YOUR TASK >> Please repeat the records below exactly, from the first line through the line containing "replicated cluster state", and nothing more.

INPUT DATA >>

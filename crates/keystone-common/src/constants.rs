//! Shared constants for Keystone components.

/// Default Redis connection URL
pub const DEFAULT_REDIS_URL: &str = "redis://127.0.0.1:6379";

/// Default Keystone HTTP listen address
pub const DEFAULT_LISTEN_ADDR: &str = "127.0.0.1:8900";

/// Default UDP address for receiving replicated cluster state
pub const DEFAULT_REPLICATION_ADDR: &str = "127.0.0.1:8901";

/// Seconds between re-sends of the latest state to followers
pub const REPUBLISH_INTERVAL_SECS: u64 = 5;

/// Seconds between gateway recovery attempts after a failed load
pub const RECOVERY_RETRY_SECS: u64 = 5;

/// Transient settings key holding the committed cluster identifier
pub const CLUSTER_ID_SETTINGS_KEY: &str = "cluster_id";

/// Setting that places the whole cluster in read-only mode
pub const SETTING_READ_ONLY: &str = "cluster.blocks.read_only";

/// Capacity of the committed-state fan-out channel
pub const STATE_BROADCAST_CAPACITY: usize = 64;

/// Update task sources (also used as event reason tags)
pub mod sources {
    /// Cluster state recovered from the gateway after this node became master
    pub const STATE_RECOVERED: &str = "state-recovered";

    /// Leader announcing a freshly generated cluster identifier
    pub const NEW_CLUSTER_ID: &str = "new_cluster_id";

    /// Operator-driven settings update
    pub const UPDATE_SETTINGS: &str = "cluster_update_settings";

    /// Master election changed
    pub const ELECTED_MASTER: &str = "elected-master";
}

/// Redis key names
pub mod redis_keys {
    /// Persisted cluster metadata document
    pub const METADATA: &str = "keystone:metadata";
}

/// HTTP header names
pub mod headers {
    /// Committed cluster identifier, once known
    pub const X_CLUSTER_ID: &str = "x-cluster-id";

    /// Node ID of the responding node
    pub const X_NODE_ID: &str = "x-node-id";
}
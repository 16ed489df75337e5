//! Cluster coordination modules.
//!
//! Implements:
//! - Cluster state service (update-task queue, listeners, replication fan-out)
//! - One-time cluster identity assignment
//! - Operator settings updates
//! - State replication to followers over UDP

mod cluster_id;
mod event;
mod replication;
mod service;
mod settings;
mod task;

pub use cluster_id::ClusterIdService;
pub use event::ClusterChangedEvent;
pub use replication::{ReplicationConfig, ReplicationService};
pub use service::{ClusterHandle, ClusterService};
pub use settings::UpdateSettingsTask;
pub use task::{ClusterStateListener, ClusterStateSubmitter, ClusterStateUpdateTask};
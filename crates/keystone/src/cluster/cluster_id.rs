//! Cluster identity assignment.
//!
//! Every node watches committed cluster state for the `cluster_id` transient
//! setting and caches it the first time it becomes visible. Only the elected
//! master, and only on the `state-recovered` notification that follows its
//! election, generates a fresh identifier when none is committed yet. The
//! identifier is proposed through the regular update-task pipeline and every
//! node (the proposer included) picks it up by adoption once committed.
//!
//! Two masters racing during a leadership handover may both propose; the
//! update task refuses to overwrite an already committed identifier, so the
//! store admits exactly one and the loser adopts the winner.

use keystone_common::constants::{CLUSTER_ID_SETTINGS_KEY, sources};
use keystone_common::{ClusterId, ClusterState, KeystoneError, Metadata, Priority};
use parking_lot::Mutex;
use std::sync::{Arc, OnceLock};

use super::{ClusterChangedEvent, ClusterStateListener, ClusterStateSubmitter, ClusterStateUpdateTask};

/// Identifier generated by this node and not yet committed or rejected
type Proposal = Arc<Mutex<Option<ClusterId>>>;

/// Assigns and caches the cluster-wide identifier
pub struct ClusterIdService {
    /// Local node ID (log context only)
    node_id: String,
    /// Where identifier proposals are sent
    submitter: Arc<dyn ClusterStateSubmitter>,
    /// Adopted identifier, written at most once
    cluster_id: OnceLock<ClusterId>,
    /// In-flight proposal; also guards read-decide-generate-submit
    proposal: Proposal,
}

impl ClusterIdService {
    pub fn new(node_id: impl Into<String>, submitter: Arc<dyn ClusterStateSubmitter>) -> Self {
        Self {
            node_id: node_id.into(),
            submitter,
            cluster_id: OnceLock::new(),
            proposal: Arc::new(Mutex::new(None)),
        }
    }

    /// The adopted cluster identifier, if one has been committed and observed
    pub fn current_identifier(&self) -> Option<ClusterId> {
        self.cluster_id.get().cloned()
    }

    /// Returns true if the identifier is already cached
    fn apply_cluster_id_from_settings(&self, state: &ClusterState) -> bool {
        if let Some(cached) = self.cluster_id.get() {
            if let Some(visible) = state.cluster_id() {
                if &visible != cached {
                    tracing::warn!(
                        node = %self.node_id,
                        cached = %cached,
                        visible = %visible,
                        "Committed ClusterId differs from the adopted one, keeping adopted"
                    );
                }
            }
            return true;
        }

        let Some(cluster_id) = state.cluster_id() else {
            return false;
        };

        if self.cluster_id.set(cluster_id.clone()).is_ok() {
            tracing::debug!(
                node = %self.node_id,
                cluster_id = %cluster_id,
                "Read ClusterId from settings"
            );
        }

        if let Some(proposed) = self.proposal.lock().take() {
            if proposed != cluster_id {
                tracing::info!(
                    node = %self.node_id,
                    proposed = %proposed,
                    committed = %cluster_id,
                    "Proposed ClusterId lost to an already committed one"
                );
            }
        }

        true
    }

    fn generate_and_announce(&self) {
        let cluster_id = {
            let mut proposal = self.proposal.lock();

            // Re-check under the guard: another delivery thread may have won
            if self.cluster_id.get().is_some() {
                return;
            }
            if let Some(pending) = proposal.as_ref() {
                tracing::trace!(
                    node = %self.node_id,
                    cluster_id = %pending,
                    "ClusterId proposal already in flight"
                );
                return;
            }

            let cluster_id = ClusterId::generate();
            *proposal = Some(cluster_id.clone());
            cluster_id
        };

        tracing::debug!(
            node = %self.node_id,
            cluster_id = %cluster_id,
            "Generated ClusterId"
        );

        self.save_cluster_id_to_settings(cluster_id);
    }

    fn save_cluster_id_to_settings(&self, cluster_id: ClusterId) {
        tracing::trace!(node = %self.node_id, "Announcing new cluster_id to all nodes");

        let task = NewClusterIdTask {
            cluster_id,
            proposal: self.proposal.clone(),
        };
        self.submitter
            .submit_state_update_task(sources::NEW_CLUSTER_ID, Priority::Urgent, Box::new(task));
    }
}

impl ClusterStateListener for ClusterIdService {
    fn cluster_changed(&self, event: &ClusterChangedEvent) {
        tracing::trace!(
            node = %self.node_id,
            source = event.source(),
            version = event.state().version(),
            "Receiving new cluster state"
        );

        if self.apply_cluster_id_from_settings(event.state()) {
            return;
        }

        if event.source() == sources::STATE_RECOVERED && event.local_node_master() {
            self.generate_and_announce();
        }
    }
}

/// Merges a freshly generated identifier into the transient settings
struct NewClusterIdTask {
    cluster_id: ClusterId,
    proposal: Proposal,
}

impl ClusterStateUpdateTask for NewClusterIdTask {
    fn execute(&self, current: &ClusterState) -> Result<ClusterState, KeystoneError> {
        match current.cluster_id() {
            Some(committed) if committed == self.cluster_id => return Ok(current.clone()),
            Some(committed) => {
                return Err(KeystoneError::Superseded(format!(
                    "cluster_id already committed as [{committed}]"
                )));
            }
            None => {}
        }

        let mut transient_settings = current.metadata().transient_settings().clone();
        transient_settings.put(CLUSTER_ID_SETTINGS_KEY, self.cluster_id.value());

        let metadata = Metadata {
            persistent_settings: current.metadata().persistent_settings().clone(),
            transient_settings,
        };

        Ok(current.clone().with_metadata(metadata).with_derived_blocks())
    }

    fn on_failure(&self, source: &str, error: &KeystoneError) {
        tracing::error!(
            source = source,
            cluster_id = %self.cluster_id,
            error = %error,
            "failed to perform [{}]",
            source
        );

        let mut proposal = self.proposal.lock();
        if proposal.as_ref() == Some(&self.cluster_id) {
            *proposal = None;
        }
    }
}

ANSWER >>
filename crates/keystone-common/src/constants.rs
//! Shared constants for Keystone components.

/// Default Redis connection URL
pub const DEFAULT_REDIS_URL: &str = "redis://127.0.0.1:6379";

/// Default Keystone HTTP listen address
pub const DEFAULT_LISTEN_ADDR: &str = "127.0.0.1:8900";

/// Default UDP address for receiving replicated cluster state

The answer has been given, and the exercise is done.